Para nós, enfermeiros, acompanhar a pessoa em fim de vida é um desafio que favorece o nosso crescimento pessoal, uma vez que “ganhamos vida” com a sabedoria e a experiência que nos é transmitida pelos utentes de quem cuidamos, aprendendo a valorizar cada momento do dia-a-dia. A nível profissional contribui para a melhoria da qualidade da nossa prestação de cuidados, pois adquirimos conhecimentos científicos rigorosos e profundamente humanizados que nos tornam capazes de ajudar a dignificar o fim de vida e a desmistificar tabu da morte.

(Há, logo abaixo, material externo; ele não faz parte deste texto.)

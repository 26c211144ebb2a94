//! Severity Classifier.
//!
//! Sources describe severity in different ways: a textual database level,
//! bare CVSS scores, or CVSS vector strings ending in a score. Everything is
//! collapsed to [`Level::Fatal`] or [`Level::Warn`]:
//!
//! 1. textual `CRITICAL` / `HIGH` is fatal and decides immediately
//! 2. otherwise the highest numeric score is compared against [`FATAL_SCORE`]
//! 3. no usable data at all is a warning

use crate::model::Level;

/// Scores at or above this are fatal.
pub const FATAL_SCORE: f64 = 7.0;

/// Raw severity evidence extracted from one vulnerability record.
#[derive(Debug, Clone, Default, PartialEq)]
pub struct SeveritySignals {
    /// Explicit textual level (`CRITICAL`, `high`, `MODERATE`, ...).
    pub label: Option<String>,
    /// Bare scores (`"9.8"`) or vectors whose last token is the score.
    pub scores: Vec<String>,
}

impl SeveritySignals {
    pub fn new(label: Option<String>) -> Self {
        Self {
            label,
            scores: Vec::new(),
        }
    }

    pub fn with_score(mut self, score: impl Into<String>) -> Self {
        self.scores.push(score.into());
        self
    }

    /// Highest parsable score, if any.
    pub fn max_score(&self) -> Option<f64> {
        self.scores
            .iter()
            .filter_map(|s| parse_score(s))
            .reduce(f64::max)
    }
}

pub fn classify(signals: &SeveritySignals) -> Level {
    if let Some(label) = &signals.label {
        if is_fatal_label(label) {
            return Level::Fatal;
        }
    }

    match signals.max_score() {
        Some(score) if score >= FATAL_SCORE => Level::Fatal,
        _ => Level::Warn,
    }
}

fn is_fatal_label(label: &str) -> bool {
    let label = label.trim();
    label.eq_ignore_ascii_case("critical") || label.eq_ignore_ascii_case("high")
}

/// Parses `"7.5"` or a vector such as `"CVSS:3.1/AV:N/.../A:H/9.8"`.
pub fn parse_score(raw: &str) -> Option<f64> {
    let raw = raw.trim();
    if let Ok(score) = raw.parse::<f64>() {
        return score.is_finite().then_some(score);
    }

    raw.rsplit(['/', ' '])
        .next()
        .and_then(|token| token.parse::<f64>().ok())
        .filter(|score| score.is_finite())
}
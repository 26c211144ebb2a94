//! Core data types for packages, advisories, and scan results.
//!
//! - [`Package`] - A resolved `name@version` pair to scan
//! - [`Advisory`] - A normalized vulnerability report for one package
//! - [`Level`] - Two-tier advisory severity (`fatal` / `warn`)
//! - [`ScanResult`] - Complete scan results
//!
//! # Example
//!
//! ```
//! use vulngate::{Package, ScanResult};
//!
//! let package = Package::new("lodash", "4.17.21");
//! let result = ScanResult::new(vec![package], Vec::new());
//!
//! println!("Scanned {} packages", result.packages.len());
//! ```

mod advisory;
mod package;

pub use advisory::*;
pub use package::*;
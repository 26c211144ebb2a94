//! Ignore Policy.
//!
//! [`IgnoreConfig`] is what users write; [`IgnorePolicy`] is the compiled
//! form with hash-set lookups, built once per scan and shared read-only by
//! every source.
//!
//! ```toml
//! [ignore]
//! ids = ["CVE-2021-23337"]
//!
//! [ignore.packages.lodash]
//! ids = ["GHSA-35jh-r3h4-6jhm"]
//! until = "2027-01-01"
//! reason = "prototype pollution path not reachable"
//! ```

use chrono::{DateTime, NaiveDate, Utc};
use serde::{Deserialize, Serialize};
use std::collections::{HashMap, HashSet};
use std::fmt;

/// User-facing ignore rules.
#[derive(Debug, Clone, Default, PartialEq, Serialize, Deserialize)]
#[serde(default)]
pub struct IgnoreConfig {
    /// Advisory IDs (or aliases) ignored for every package.
    pub ids: Vec<String>,

    /// Rules scoped to a single package name.
    pub packages: HashMap<String, PackageIgnore>,
}

/// Ignore rule for one package.
#[derive(Debug, Clone, Default, PartialEq, Serialize, Deserialize)]
#[serde(default)]
pub struct PackageIgnore {
    pub ids: Vec<String>,

    /// Expiry as RFC 3339 or `YYYY-MM-DD` (midnight UTC). Once passed the
    /// whole rule stops applying.
    #[serde(skip_serializing_if = "Option::is_none")]
    pub until: Option<String>,

    #[serde(skip_serializing_if = "Option::is_none")]
    pub reason: Option<String>,
}

#[derive(Debug, Clone, PartialEq, Eq)]
pub enum IgnoreDecision {
    Keep,
    Ignored { reason: String },
}

impl IgnoreDecision {
    pub fn is_ignored(&self) -> bool {
        matches!(self, IgnoreDecision::Ignored { .. })
    }

    pub fn reason(&self) -> Option<&str> {
        match self {
            IgnoreDecision::Keep => None,
            IgnoreDecision::Ignored { reason } => Some(reason),
        }
    }
}

#[derive(Debug, Clone, PartialEq)]
enum Expiry {
    Never,
    At(DateTime<Utc>),
    /// Unparsable date: the rule never applies.
    Invalid,
}

#[derive(Debug, Clone)]
struct CompiledRule {
    ids: HashSet<String>,
    expiry: Expiry,
    reason: Option<String>,
}

impl CompiledRule {
    fn is_expired(&self, now: DateTime<Utc>) -> bool {
        match self.expiry {
            Expiry::Never => false,
            Expiry::At(until) => until < now,
            Expiry::Invalid => true,
        }
    }
}

/// Compiled ignore rules.
#[derive(Debug, Clone, Default)]
pub struct IgnorePolicy {
    global: HashSet<String>,
    packages: HashMap<String, CompiledRule>,
}

impl IgnorePolicy {
    pub fn compile(config: &IgnoreConfig) -> Self {
        let global = config.ids.iter().cloned().collect();
        let packages = config
            .packages
            .iter()
            .map(|(name, rule)| {
                let expiry = match rule.until.as_deref() {
                    None => Expiry::Never,
                    Some(raw) => parse_expiry(raw).map(Expiry::At).unwrap_or_else(|| {
                        tracing::warn!(
                            package = %name,
                            until = raw,
                            "unparsable ignore expiry, rule disabled"
                        );
                        Expiry::Invalid
                    }),
                };
                let compiled = CompiledRule {
                    ids: rule.ids.iter().cloned().collect(),
                    expiry,
                    reason: rule.reason.clone().filter(|r| !r.trim().is_empty()),
                };
                (name.clone(), compiled)
            })
            .collect();

        Self { global, packages }
    }

    pub fn is_empty(&self) -> bool {
        self.global.is_empty() && self.packages.is_empty()
    }

    pub fn should_ignore(&self, vuln_id: &str, aliases: &[String], package: &str) -> IgnoreDecision {
        self.should_ignore_at(vuln_id, aliases, package, Utc::now())
    }

    /// Evaluates the policy at a fixed instant.
    pub fn should_ignore_at(
        &self,
        vuln_id: &str,
        aliases: &[String],
        package: &str,
        now: DateTime<Utc>,
    ) -> IgnoreDecision {
        let mut candidates = std::iter::once(vuln_id).chain(aliases.iter().map(String::as_str));

        if let Some(hit) = candidates.clone().find(|id| self.global.contains(*id)) {
            return IgnoreDecision::Ignored {
                reason: format!("globally ignored ({hit})"),
            };
        }

        let Some(rule) = self.packages.get(package) else {
            return IgnoreDecision::Keep;
        };
        if rule.is_expired(now) {
            return IgnoreDecision::Keep;
        }

        match candidates.find(|id| rule.ids.contains(*id)) {
            Some(hit) => IgnoreDecision::Ignored {
                reason: rule
                    .reason
                    .clone()
                    .unwrap_or_else(|| format!("ignored for {package} ({hit})")),
            },
            None => IgnoreDecision::Keep,
        }
    }
}

impl fmt::Display for IgnorePolicy {
    fn fmt(&self, f: &mut fmt::Formatter<'_>) -> fmt::Result {
        write!(
            f,
            "{} global ids, {} package rules",
            self.global.len(),
            self.packages.len()
        )
    }
}

fn parse_expiry(raw: &str) -> Option<DateTime<Utc>> {
    let raw = raw.trim();
    if let Ok(at) = DateTime::parse_from_rfc3339(raw) {
        return Some(at.with_timezone(&Utc));
    }
    NaiveDate::parse_from_str(raw, "%Y-%m-%d")
        .ok()
        .and_then(|date| date.and_hms_opt(0, 0, 0))
        .map(|dt| dt.and_utc())
}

O número de pessoas a necessitar de Cuidados Paliativos é crescente, como tal é indispensável da nossa parte ter um papel activo na mudança da sociedade tornando-a mais solidária, avançada e informada para que possa reclamar adequadamente este tipo de cuidados, dando a mesma atenção e valor aos que se despedem da vida, assim como aos que a iniciam.

                                                         Os Alunos da PGCP da ESEAH-UAC

BIBLIOGRAFIA
·        APCP (Associação Portuguesa de Cuidados Paliativos), (2006) [em linha], disponível em <http://www.apcp.com.pt/>, [consultado em: 2 de Dezembro de 2010];
·        DGS (Direcção Geral da Saúde) (2005), Programa Nacional de Cuidados Paliativos, Lisboa;
·        NETO, I. (2010), Cuidados Paliativos – Testemunhos, Lisboa, Alêtheia Editores;
·        PEREIRA, E. (2008), “Interacção com o doente terminal - Relação Médico-doente”, in Paliação em Gastrenterologia, Núcleo de Gastrenterologia dos Hospitais Distritais, Janssen- Cilag, pp. 163-171;
·        PIRES, A. (2001), “Cuidar em fim-de-vida: Aspectos Éticos”, in Cadernos de Bioética, nº25, Abril 2001, pp.85-93.